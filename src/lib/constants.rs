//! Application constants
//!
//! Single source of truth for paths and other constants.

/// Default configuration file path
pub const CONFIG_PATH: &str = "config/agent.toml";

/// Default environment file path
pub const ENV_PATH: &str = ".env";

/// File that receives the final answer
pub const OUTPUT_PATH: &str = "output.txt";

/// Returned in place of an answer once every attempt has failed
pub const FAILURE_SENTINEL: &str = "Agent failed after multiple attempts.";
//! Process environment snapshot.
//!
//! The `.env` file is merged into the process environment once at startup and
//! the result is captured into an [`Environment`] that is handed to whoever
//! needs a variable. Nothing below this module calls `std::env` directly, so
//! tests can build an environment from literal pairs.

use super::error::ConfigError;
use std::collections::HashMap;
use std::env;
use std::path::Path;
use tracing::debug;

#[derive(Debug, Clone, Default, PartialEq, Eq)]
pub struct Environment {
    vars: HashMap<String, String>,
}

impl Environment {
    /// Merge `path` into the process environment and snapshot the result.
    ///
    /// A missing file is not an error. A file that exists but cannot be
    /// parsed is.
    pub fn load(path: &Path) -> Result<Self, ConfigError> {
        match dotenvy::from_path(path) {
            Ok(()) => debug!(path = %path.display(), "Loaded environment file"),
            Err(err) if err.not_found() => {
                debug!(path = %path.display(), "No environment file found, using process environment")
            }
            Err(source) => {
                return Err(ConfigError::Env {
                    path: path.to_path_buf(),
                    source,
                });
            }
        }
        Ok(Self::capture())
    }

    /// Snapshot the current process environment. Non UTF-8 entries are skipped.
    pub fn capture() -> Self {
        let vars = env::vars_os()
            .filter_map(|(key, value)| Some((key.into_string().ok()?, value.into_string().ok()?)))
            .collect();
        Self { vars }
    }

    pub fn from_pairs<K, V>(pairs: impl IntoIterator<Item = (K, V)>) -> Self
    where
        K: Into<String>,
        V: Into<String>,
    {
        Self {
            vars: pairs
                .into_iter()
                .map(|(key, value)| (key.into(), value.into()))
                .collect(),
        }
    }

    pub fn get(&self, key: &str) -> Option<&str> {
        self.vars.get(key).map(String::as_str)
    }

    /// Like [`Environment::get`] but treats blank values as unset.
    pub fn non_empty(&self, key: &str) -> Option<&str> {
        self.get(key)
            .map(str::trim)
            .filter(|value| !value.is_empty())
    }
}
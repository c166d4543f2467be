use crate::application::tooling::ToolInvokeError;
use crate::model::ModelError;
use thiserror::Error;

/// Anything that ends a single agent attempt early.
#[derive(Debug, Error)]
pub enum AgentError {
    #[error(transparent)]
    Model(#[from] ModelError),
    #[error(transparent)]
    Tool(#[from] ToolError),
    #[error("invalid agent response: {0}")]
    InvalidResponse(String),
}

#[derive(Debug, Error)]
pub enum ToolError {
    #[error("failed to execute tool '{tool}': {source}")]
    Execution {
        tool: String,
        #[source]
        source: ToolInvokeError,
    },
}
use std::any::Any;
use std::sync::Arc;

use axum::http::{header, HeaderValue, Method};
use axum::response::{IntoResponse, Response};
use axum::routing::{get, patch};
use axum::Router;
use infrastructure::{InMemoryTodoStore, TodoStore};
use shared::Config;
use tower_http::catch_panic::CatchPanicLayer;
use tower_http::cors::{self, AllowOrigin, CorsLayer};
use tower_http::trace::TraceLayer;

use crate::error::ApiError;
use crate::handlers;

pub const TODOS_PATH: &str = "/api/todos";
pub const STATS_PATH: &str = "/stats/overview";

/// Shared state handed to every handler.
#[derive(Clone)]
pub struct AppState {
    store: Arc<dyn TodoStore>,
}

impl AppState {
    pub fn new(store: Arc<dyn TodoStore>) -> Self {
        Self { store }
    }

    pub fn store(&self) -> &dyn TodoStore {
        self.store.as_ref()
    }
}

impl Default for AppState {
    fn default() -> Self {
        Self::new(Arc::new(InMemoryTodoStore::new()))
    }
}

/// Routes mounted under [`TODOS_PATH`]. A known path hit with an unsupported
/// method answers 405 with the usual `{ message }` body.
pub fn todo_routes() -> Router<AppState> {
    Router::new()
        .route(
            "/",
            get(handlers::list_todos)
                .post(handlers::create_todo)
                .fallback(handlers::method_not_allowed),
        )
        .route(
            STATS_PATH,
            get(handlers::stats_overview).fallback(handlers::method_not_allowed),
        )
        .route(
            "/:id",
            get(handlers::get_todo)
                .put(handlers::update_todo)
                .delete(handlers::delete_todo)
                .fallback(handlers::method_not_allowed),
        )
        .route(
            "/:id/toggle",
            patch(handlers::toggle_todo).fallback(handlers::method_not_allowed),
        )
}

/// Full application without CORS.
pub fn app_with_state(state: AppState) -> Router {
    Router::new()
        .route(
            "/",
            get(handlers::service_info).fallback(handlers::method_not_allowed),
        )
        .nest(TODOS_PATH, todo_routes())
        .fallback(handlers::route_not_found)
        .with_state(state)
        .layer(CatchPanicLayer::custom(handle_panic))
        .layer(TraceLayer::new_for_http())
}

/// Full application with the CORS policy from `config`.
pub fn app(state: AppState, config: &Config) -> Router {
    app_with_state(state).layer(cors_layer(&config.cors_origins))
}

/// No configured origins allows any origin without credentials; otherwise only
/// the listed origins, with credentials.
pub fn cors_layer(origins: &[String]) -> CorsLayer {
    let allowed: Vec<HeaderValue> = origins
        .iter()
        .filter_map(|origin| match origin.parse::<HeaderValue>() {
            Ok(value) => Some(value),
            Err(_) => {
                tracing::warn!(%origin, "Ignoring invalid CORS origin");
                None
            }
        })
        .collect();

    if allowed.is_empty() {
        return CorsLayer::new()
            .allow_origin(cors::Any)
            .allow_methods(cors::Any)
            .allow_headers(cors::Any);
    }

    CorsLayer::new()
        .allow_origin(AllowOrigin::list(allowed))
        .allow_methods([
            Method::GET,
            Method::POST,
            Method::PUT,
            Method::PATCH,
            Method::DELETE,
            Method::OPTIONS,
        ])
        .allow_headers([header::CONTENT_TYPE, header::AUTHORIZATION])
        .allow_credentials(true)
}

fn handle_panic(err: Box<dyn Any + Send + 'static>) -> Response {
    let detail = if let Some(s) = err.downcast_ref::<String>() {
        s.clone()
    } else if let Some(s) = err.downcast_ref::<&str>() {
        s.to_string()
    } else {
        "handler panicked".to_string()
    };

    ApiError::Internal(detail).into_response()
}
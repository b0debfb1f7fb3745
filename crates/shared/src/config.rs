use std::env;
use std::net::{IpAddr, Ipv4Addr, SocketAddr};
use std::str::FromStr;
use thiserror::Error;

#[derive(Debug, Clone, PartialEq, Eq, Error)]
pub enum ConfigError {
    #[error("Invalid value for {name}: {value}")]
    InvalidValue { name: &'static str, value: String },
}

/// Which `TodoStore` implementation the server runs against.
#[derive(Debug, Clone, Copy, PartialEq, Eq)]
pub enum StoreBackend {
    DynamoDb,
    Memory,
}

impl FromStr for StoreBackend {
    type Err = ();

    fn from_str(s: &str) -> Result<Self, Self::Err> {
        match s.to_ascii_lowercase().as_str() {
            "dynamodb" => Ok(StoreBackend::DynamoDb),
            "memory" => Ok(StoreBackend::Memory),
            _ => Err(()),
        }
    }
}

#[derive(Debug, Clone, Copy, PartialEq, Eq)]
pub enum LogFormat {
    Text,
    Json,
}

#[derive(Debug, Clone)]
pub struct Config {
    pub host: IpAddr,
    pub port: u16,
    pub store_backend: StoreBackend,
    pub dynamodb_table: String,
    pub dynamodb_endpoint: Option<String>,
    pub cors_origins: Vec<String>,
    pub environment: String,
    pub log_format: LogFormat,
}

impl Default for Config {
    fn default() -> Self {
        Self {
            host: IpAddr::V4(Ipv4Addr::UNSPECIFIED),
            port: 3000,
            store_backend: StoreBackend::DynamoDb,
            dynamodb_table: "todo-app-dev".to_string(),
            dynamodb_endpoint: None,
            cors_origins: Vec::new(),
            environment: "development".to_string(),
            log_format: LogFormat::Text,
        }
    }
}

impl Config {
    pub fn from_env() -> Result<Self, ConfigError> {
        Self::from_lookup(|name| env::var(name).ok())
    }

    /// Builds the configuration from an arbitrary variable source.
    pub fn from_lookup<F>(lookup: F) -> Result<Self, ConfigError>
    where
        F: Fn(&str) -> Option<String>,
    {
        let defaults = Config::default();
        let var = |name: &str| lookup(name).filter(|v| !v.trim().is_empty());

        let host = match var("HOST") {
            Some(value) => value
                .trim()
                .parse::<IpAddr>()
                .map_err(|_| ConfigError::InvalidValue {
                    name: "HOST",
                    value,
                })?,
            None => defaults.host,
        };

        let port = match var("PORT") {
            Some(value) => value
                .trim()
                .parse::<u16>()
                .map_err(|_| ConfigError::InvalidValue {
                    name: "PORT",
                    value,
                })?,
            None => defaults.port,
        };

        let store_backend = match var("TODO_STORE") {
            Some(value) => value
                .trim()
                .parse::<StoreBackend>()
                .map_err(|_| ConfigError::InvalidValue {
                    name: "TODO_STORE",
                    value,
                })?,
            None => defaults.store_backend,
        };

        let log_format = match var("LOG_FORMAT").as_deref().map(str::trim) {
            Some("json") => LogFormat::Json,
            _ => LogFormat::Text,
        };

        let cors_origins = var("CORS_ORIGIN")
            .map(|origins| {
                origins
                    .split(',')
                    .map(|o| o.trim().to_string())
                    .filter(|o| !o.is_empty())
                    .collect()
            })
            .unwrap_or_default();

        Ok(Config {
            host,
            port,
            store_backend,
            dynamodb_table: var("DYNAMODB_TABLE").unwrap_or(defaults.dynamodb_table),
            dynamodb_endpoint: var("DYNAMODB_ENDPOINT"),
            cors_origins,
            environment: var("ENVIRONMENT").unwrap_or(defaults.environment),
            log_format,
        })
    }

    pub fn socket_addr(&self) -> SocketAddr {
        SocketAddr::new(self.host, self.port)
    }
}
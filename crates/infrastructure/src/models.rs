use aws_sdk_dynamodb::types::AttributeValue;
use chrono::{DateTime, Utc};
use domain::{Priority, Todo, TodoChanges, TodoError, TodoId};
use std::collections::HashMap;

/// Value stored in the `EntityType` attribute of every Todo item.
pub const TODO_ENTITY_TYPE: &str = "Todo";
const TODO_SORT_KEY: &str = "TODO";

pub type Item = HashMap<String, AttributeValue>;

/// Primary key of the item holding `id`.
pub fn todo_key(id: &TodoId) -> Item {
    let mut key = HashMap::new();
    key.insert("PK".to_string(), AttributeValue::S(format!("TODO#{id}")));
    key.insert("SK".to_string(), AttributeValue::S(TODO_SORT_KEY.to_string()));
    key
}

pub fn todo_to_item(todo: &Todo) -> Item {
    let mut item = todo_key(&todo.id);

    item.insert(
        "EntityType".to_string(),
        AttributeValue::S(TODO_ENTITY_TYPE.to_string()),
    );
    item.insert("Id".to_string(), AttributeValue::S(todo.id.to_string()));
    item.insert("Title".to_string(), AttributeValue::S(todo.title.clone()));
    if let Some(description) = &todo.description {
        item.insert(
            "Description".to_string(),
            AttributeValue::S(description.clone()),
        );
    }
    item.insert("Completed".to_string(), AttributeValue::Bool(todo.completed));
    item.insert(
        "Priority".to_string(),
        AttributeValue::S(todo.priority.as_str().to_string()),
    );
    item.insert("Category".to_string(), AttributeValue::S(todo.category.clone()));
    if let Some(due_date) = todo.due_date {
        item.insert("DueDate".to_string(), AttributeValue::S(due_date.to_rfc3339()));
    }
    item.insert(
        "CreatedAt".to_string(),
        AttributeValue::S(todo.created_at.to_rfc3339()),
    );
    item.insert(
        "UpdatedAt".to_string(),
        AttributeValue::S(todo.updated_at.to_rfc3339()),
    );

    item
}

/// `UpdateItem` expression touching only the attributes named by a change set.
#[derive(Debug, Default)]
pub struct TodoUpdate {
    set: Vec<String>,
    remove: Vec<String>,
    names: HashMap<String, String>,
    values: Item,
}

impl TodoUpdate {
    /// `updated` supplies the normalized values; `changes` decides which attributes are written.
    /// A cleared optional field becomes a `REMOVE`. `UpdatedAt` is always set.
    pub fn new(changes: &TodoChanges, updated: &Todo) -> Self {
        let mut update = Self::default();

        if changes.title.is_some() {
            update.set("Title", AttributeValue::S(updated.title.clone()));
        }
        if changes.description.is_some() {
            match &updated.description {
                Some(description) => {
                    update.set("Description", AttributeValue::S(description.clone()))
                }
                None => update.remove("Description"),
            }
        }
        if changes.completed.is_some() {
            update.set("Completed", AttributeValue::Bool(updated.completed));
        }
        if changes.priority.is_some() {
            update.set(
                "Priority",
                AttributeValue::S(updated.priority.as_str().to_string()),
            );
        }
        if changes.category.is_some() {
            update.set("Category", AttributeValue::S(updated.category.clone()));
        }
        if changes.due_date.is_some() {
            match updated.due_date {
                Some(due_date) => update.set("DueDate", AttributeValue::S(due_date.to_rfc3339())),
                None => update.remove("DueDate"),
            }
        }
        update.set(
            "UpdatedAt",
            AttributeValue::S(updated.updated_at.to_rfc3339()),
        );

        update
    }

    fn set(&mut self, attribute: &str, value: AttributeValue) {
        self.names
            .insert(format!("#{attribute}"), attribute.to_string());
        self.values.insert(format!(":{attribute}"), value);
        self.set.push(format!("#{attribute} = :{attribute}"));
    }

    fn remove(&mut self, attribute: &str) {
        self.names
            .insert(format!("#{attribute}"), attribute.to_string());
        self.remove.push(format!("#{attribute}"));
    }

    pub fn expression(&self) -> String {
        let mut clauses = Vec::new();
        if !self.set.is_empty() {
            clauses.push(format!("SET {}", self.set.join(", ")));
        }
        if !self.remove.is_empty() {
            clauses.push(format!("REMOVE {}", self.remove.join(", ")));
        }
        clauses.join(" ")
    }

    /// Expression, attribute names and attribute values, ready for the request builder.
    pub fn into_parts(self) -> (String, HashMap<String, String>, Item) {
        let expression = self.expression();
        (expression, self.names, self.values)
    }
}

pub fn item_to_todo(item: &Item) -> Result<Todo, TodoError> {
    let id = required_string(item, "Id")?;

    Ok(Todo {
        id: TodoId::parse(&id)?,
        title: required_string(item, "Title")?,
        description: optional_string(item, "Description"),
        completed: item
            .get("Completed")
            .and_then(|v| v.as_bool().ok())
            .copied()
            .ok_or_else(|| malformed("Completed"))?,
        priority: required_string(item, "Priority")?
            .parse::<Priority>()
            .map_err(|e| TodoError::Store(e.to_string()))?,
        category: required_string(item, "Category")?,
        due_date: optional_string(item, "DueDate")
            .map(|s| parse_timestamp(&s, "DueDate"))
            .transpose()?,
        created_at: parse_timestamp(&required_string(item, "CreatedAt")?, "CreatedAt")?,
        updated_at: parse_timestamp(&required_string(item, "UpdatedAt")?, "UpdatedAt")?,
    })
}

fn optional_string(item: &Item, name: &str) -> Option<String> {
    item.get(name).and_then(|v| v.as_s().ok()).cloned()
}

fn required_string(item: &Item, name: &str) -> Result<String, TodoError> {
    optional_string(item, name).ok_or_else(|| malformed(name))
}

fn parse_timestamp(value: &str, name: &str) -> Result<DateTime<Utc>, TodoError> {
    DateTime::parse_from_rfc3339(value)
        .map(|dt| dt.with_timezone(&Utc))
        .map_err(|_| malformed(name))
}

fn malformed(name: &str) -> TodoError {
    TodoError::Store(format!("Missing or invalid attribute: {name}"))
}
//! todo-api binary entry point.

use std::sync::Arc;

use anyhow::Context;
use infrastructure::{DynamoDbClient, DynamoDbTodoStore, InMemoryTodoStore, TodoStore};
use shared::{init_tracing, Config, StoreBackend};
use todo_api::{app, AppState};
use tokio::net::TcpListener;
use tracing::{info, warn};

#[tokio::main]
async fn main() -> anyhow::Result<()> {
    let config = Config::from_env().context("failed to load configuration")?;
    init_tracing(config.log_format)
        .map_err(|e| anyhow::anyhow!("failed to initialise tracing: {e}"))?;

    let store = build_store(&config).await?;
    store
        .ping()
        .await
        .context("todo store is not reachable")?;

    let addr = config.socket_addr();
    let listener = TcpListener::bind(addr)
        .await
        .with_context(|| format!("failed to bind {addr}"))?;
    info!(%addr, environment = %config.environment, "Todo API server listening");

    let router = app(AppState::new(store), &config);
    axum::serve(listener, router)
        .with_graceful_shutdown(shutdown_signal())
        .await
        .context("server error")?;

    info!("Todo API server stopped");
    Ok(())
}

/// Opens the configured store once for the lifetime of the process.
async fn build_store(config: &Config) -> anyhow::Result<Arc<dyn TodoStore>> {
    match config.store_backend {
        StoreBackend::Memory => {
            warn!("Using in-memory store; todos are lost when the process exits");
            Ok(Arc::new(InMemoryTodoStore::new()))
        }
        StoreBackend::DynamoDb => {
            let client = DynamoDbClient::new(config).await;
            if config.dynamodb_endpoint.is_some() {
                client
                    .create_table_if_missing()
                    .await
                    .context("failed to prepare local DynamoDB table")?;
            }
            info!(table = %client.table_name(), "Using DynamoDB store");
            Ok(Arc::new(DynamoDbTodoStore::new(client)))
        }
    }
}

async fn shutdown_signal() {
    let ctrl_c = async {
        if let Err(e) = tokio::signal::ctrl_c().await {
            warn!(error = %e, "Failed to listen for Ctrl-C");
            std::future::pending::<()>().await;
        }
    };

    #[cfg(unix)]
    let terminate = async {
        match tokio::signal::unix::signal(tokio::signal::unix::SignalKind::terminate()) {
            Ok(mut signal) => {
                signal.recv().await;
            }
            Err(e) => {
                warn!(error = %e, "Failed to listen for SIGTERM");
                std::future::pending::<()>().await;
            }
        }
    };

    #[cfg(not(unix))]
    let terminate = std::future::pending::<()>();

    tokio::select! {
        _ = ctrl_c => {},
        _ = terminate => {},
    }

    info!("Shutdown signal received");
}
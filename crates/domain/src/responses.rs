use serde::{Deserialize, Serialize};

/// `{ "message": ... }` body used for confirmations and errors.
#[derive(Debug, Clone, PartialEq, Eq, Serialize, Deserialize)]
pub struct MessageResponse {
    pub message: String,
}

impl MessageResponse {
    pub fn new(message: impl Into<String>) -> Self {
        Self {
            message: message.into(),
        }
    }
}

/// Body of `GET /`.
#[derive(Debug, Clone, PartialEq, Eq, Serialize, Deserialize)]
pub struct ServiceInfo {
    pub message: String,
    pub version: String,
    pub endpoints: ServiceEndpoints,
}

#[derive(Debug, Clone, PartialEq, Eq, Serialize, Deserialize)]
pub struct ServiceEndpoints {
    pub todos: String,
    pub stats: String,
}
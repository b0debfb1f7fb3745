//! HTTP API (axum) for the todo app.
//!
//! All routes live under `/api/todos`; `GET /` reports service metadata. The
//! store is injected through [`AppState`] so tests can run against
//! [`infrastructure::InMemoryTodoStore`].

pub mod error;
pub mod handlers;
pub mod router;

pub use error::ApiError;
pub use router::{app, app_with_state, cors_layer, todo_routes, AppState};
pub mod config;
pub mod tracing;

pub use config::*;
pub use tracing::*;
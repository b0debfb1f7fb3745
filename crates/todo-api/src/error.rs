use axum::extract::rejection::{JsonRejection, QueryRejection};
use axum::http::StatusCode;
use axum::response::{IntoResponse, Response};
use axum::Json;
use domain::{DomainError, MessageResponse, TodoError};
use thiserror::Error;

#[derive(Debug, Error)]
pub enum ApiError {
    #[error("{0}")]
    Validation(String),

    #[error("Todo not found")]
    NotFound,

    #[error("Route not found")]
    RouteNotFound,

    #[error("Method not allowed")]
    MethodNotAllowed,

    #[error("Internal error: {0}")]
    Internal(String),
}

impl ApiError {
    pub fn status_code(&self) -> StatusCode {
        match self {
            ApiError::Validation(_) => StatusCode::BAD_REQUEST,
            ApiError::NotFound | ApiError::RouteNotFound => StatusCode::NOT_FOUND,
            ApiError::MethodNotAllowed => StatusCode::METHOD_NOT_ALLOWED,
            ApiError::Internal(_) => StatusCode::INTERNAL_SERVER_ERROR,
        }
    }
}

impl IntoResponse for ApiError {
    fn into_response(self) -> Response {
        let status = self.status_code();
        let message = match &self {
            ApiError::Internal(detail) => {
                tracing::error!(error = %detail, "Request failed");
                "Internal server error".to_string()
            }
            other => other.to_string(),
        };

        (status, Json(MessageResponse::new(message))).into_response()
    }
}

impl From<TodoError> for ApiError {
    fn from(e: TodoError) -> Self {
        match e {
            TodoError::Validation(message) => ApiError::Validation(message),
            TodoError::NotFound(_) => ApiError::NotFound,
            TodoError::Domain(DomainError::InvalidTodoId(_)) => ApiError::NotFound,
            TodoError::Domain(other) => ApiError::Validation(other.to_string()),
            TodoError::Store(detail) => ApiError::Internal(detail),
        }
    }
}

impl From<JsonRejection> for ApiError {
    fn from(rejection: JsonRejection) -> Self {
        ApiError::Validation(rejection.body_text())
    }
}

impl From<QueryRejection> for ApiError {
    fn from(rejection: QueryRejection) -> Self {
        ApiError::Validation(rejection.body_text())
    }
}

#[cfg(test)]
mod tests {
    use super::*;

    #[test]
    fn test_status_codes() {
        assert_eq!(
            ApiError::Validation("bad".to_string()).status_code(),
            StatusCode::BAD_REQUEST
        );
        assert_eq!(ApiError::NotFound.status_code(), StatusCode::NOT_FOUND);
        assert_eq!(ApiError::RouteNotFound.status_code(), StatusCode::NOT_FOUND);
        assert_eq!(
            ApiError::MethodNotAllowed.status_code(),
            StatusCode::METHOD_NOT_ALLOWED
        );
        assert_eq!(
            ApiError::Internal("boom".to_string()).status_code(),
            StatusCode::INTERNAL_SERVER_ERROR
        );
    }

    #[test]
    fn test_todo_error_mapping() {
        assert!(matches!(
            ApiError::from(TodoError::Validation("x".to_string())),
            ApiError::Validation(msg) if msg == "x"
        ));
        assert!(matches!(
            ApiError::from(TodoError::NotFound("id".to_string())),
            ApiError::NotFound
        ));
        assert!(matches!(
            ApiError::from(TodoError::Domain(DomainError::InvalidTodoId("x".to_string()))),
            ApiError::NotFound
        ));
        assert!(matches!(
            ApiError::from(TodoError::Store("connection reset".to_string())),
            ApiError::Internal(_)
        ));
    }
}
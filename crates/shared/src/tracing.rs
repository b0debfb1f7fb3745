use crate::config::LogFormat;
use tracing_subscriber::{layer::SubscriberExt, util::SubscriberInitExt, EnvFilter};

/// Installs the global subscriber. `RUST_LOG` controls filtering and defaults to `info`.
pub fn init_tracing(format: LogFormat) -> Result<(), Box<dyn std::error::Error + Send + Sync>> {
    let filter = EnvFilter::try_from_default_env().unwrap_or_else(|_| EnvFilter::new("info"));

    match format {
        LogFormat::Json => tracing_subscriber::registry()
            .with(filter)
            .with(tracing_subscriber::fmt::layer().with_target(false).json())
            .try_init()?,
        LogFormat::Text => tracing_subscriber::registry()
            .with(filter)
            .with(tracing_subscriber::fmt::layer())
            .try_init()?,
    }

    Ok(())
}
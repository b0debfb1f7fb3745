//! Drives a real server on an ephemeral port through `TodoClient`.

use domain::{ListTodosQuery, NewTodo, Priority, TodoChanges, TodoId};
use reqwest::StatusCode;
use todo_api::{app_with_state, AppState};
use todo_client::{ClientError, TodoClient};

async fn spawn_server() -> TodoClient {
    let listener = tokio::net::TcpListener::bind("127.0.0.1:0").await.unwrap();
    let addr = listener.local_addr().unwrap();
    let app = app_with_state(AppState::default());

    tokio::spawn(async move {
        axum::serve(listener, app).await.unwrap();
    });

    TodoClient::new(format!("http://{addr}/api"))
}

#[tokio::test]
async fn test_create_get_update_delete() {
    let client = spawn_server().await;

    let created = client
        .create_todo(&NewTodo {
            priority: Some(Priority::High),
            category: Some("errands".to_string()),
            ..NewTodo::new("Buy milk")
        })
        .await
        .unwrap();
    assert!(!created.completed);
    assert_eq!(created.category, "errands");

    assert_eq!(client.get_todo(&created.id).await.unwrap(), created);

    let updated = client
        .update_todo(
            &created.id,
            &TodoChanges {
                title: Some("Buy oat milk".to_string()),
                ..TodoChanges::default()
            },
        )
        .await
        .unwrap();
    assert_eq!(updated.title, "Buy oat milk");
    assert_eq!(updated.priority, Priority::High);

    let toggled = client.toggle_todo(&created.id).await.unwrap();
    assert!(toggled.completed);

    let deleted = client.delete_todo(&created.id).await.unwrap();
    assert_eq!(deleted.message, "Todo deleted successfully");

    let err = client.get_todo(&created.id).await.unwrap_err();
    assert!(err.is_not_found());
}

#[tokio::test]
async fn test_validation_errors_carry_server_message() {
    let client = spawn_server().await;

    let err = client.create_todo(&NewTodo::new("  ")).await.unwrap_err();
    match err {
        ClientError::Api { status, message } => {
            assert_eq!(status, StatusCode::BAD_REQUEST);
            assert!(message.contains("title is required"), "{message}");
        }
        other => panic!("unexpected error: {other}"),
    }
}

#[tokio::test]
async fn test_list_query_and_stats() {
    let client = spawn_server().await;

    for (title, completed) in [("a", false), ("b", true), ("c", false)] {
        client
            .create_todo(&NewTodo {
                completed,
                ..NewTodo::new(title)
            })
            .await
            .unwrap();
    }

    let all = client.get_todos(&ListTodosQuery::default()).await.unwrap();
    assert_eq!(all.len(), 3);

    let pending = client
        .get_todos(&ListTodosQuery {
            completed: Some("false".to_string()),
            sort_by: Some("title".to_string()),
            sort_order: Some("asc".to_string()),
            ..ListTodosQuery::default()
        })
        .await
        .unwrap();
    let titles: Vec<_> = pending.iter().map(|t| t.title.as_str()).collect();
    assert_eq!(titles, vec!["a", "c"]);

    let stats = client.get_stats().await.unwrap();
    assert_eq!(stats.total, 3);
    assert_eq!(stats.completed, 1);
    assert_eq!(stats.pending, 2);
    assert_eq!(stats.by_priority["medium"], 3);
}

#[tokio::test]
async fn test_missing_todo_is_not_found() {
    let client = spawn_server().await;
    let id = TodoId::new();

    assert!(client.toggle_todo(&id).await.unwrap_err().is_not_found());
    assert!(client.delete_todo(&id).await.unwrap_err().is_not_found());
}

**PROMPT:** Nothing but the exact lines from the start of the material through the line holding "environment file path", both included, belongs in the answer.

**SOLUTION FOR THIS EXERCISE:**
filename src/lib/constants.rs
//! Application constants
//!
//! Single source of truth for paths and other constants.

/// Default configuration file path
pub const CONFIG_PATH: &str = "config/agent.toml";

/// Default environment file path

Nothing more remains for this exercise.